Directions -
Only one span of the listing below should come back. It runs from the line with "return Ok(false);" through the line with "borrows it for a", and each of its lines must be reproduced exactly.

Records shown -
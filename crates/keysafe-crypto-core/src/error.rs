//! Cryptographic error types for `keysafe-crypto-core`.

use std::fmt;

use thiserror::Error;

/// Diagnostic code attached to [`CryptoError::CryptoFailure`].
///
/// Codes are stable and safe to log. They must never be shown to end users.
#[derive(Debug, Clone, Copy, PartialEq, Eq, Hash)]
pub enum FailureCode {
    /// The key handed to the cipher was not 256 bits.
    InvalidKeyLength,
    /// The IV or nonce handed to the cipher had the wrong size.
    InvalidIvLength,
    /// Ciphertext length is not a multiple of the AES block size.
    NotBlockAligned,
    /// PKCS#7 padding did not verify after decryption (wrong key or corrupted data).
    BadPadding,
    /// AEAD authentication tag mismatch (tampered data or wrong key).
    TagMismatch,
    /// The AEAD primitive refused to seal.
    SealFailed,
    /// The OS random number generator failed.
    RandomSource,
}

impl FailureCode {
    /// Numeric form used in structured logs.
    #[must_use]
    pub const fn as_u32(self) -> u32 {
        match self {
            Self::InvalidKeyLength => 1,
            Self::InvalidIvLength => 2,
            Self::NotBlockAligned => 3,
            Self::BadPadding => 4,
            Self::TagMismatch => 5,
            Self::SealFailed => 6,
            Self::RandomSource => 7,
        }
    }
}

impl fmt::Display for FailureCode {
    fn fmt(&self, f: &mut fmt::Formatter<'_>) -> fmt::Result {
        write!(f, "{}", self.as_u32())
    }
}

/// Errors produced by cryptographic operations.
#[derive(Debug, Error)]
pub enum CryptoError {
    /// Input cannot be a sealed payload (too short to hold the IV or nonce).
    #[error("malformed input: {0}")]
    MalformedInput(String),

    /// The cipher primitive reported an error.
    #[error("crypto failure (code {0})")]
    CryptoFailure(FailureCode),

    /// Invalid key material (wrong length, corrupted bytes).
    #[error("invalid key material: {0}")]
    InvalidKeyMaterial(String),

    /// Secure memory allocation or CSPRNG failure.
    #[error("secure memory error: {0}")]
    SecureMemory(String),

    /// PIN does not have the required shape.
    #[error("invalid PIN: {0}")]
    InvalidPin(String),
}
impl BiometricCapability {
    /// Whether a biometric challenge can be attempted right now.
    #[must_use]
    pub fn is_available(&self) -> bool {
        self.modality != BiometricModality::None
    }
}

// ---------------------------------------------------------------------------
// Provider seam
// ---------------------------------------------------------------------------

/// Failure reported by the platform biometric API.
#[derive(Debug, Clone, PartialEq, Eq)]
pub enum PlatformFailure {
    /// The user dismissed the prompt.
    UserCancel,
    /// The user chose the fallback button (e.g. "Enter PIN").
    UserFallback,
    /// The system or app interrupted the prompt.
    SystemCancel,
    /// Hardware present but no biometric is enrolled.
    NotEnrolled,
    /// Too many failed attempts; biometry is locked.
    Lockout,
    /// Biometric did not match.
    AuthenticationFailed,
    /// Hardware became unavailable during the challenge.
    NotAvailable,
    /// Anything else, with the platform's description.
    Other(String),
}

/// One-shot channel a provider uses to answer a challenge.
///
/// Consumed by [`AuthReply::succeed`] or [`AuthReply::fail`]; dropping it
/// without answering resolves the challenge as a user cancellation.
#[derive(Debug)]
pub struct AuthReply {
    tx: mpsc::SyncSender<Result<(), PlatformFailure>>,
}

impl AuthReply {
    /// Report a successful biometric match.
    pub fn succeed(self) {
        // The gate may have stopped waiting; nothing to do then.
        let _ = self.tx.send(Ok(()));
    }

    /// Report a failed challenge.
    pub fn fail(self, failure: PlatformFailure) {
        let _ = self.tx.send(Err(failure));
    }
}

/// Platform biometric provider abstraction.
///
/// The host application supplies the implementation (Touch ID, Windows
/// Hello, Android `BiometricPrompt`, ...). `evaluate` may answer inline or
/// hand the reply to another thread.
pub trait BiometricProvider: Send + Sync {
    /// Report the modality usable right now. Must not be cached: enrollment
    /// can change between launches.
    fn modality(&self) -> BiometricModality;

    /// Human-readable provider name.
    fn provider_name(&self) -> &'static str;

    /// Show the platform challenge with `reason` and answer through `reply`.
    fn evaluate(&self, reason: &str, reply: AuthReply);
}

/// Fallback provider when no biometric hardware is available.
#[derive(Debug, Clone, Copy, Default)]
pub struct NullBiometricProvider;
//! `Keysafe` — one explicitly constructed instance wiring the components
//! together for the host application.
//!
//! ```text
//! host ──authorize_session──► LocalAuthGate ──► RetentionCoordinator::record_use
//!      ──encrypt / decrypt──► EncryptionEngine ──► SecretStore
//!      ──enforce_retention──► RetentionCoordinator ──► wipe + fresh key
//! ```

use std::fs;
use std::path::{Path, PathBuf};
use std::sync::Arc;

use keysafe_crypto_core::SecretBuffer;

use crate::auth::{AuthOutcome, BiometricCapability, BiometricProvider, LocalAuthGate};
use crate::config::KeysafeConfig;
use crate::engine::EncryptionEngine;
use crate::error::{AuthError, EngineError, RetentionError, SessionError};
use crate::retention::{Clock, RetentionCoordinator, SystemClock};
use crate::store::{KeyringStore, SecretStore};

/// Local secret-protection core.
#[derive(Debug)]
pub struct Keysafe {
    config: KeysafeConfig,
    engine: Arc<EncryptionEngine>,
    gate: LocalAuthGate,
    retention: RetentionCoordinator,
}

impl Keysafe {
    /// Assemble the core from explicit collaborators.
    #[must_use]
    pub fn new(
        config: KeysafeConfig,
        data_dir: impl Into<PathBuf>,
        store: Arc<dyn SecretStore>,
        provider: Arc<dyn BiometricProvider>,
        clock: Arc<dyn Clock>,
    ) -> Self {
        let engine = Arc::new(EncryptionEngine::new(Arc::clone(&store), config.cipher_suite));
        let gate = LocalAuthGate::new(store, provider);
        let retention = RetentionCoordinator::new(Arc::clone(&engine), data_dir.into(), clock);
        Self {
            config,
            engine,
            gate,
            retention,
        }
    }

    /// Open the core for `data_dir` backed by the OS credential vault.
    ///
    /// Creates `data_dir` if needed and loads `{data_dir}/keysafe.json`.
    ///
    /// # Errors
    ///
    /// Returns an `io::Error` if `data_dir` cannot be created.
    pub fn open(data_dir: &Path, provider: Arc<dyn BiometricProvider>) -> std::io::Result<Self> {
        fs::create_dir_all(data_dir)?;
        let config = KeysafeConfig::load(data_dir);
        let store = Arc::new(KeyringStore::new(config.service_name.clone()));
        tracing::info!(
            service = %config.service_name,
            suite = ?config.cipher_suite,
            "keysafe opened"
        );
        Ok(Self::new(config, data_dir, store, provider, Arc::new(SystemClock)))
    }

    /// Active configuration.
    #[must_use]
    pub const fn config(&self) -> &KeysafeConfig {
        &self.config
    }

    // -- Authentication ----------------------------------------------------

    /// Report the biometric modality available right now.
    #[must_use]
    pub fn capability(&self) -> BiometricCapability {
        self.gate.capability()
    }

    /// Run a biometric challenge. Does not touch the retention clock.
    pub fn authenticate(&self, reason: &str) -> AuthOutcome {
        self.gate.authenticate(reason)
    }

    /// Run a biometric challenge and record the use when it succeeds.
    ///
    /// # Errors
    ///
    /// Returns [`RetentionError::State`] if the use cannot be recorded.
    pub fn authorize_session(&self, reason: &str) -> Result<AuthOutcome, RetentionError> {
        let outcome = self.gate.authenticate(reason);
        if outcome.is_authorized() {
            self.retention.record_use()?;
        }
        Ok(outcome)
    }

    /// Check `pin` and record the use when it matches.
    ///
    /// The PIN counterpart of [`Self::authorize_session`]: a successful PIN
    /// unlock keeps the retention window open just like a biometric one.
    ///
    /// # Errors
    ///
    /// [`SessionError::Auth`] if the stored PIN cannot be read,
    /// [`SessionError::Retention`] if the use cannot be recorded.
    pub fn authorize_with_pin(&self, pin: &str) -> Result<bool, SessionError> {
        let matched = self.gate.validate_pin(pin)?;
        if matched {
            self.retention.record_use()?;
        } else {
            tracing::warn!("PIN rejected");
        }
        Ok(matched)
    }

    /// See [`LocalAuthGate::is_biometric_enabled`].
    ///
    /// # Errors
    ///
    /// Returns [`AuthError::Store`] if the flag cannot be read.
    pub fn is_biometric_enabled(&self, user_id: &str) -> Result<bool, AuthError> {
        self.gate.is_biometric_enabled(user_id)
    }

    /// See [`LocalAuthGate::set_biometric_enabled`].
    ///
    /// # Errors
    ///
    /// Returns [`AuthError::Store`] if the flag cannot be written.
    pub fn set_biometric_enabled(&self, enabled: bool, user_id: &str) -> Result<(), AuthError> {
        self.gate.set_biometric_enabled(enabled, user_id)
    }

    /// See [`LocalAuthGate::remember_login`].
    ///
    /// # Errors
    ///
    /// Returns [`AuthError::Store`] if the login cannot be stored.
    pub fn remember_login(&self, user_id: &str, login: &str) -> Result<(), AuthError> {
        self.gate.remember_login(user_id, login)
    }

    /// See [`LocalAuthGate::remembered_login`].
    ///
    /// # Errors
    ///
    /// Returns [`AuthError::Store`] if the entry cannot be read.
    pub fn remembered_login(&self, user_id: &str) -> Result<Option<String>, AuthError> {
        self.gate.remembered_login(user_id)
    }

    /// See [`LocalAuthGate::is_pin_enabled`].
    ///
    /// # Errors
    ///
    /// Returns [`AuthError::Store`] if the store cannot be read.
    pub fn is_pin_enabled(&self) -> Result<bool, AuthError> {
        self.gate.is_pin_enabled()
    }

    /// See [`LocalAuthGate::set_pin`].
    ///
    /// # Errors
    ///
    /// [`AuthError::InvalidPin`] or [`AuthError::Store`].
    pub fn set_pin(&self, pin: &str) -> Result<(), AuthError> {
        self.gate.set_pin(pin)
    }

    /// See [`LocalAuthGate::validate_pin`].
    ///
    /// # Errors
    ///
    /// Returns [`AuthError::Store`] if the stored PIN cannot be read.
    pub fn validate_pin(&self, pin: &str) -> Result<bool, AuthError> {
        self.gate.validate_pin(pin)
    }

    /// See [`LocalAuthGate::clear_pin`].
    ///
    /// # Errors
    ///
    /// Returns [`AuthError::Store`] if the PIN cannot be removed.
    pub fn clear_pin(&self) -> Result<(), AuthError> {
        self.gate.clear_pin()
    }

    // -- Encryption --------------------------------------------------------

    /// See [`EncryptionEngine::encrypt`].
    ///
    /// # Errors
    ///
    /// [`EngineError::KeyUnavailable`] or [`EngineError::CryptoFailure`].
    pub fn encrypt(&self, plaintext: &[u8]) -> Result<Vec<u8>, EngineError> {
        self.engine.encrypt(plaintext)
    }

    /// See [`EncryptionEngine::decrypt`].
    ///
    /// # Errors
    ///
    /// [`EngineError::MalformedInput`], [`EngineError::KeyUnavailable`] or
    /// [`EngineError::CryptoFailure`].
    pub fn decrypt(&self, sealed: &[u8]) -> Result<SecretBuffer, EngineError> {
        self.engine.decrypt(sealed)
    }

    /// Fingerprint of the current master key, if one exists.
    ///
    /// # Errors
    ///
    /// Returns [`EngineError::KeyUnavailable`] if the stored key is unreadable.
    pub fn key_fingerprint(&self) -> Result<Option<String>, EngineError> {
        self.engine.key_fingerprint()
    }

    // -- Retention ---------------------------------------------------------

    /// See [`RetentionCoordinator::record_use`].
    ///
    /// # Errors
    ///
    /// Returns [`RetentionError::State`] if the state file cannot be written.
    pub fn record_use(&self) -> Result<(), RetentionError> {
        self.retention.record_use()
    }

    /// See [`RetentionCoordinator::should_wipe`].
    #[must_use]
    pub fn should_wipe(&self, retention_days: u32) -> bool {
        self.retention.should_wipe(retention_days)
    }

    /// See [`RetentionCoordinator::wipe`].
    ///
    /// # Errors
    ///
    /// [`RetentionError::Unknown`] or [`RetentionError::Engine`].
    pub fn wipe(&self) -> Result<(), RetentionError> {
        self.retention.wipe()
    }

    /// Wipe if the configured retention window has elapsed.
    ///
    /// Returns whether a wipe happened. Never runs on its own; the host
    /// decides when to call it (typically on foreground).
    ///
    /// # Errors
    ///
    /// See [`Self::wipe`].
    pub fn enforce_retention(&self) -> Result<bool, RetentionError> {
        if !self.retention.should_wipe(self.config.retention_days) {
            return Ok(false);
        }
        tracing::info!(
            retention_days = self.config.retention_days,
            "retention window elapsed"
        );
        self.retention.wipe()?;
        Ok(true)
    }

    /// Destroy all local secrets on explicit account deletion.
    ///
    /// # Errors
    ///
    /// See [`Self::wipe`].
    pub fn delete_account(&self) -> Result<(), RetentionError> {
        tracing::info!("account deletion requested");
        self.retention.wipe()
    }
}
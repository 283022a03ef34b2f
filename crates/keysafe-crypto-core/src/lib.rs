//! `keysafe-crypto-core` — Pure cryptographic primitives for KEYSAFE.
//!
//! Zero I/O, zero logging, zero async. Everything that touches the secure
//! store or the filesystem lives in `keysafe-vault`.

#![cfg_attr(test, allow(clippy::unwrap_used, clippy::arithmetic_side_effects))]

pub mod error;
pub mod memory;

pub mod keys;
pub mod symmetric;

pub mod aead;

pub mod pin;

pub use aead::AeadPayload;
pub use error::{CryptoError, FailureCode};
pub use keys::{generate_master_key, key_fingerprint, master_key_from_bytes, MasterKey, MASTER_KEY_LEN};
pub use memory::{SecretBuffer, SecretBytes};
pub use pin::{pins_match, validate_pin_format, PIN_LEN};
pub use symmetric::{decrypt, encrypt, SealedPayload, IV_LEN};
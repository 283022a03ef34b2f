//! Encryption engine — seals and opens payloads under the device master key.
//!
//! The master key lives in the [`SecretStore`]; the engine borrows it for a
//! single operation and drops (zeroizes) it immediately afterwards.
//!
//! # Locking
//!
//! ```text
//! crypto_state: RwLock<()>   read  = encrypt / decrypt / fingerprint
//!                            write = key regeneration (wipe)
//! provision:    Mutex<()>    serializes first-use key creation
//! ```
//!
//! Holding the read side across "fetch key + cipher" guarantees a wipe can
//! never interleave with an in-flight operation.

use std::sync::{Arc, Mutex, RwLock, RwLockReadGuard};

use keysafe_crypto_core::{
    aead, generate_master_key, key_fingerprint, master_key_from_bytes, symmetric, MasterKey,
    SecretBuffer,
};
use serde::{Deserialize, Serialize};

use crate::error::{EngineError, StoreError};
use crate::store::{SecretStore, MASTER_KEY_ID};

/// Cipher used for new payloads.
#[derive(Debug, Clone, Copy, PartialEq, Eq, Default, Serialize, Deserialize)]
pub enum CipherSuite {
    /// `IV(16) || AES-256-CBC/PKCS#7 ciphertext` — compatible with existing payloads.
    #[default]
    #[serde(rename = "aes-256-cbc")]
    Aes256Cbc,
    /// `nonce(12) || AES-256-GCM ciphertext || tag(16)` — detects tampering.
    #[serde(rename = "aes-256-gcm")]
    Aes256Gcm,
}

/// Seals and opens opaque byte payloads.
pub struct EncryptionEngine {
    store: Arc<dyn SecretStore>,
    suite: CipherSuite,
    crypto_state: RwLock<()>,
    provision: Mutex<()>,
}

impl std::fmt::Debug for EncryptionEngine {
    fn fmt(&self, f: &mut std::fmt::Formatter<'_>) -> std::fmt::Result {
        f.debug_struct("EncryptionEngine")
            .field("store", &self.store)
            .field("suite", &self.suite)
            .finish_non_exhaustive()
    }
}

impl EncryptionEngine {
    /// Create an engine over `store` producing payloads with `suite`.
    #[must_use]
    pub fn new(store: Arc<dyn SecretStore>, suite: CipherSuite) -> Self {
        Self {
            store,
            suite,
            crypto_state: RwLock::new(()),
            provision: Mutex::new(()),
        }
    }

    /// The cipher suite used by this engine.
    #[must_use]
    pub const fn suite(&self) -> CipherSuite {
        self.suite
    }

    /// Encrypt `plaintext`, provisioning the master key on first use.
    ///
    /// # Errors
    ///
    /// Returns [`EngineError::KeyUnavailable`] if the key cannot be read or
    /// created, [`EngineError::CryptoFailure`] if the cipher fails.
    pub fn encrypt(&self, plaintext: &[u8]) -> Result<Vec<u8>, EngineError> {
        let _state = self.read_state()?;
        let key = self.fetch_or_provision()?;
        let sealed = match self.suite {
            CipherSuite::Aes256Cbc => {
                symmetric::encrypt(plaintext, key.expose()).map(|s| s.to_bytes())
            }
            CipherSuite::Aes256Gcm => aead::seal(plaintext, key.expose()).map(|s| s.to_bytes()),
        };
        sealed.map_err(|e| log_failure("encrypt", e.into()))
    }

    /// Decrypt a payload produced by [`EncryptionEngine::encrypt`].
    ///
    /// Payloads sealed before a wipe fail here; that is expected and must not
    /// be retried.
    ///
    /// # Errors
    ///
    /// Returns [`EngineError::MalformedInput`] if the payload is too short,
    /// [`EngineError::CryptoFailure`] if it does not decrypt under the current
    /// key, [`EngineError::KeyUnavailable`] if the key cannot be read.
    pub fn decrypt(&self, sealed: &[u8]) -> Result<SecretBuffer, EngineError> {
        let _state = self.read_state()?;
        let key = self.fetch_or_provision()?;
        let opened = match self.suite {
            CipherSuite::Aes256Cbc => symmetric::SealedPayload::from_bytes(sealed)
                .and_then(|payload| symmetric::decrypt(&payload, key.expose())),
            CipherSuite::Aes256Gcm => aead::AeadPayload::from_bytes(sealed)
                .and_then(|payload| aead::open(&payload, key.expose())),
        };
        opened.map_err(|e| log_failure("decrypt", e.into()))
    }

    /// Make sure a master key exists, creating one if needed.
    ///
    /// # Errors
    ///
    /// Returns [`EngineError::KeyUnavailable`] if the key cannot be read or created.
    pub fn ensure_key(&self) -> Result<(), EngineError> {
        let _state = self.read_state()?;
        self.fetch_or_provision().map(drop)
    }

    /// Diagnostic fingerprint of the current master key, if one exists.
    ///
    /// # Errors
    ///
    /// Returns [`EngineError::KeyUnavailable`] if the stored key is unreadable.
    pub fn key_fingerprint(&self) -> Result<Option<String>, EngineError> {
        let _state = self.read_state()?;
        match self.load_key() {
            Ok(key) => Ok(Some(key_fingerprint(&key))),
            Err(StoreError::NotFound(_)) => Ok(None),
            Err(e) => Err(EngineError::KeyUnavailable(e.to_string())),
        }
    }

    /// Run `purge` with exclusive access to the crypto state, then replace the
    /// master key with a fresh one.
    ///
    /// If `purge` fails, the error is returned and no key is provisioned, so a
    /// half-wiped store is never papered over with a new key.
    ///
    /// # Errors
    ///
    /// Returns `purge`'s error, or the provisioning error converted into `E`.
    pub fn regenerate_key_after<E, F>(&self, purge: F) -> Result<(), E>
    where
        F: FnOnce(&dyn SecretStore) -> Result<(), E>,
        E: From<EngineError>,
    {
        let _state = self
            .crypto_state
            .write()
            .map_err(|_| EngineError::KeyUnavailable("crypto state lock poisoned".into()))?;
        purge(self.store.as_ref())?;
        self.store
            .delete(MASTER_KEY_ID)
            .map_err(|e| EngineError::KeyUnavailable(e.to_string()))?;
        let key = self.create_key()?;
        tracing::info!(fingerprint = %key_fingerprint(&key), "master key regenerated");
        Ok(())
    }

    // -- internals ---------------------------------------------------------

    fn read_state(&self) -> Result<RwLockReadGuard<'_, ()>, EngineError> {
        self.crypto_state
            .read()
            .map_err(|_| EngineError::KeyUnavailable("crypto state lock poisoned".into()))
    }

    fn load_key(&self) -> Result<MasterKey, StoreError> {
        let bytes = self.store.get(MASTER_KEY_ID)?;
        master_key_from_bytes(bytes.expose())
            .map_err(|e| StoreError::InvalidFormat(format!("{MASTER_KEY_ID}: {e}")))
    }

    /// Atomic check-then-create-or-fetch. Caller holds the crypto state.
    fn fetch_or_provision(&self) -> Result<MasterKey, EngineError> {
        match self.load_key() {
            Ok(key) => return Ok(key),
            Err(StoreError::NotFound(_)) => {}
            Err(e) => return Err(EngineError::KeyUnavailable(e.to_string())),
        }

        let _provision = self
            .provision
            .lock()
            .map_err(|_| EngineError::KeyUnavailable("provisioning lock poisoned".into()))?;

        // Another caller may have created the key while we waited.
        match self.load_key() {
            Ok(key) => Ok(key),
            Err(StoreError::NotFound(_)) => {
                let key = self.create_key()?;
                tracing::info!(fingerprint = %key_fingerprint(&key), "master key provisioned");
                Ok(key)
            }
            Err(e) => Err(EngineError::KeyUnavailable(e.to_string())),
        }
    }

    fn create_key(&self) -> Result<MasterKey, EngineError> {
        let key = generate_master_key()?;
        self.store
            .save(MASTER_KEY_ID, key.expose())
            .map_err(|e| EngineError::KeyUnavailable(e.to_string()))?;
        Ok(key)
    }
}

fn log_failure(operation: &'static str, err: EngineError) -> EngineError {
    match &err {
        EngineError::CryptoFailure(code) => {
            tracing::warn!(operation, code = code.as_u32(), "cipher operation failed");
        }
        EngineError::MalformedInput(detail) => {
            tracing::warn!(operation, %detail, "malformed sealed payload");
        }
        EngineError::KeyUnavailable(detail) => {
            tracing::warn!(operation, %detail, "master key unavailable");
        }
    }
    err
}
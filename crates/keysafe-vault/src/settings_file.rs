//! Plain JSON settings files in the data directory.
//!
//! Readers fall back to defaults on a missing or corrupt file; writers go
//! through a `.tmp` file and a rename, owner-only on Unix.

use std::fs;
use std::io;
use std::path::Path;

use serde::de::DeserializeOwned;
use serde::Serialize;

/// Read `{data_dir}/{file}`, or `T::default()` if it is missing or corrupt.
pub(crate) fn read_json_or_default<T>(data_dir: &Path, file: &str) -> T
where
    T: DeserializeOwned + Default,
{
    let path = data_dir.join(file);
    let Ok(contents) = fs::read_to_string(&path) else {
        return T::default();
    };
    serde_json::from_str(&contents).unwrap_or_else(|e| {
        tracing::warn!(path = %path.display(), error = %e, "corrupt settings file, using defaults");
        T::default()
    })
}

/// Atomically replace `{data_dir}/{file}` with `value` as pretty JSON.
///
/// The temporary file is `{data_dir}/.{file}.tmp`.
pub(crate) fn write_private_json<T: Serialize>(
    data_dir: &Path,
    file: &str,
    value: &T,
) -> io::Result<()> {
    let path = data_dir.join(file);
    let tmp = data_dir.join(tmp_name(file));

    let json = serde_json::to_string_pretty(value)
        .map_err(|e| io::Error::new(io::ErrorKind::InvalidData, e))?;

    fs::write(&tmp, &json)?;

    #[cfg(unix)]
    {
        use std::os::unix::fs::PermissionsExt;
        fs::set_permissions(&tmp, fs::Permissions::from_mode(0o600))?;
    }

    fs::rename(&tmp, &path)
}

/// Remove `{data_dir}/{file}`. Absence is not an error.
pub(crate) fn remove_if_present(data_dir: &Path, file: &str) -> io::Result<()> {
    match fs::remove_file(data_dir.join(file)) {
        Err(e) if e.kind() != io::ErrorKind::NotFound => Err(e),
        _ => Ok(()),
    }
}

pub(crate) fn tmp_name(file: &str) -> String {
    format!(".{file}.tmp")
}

Result -
            return Ok(false);
        }
        tracing::info!(
            retention_days = self.config.retention_days,
            "retention window elapsed"
        );
        self.retention.wipe()?;
        Ok(true)
    }

    /// Destroy all local secrets on explicit account deletion.
    ///
    /// # Errors
    ///
    /// See [`Self::wipe`].
    pub fn delete_account(&self) -> Result<(), RetentionError> {
        tracing::info!("account deletion requested");
        self.retention.wipe()
    }
}
repository 283022a03ef34b2f
filename crates/keysafe-crypto-core/src/lib.rs
//! `keysafe-crypto-core` — Pure cryptographic primitives for KEYSAFE.
//!
//! Zero I/O, zero logging, zero async. Everything that touches the secure
//! store or the filesystem lives in `keysafe-vault`.

#![cfg_attr(test, allow(clippy::unwrap_used, clippy::arithmetic_side_effects))]

pub mod error;
pub mod memory;

pub mod keys;
pub mod symmetric;

pub mod aead;

pub mod pin;

pub use aead::AeadPayload;
pub use error::{CryptoError, FailureCode};
pub use keys::{generate_master_key, key_fingerprint, master_key_from_bytes, MasterKey, MASTER_KEY_LEN};
pub use memory::{SecretBuffer, SecretBytes};
pub use pin::{pins_match, validate_pin_format, PIN_LEN};
pub use symmetric::{decrypt, encrypt, SealedPayload, IV_LEN};
repository 283022a03ef34b2f
//! Encryption engine — seals and opens payloads under the device master key.
//!
//! The master key lives in the [`SecretStore`]; the engine borrows it for a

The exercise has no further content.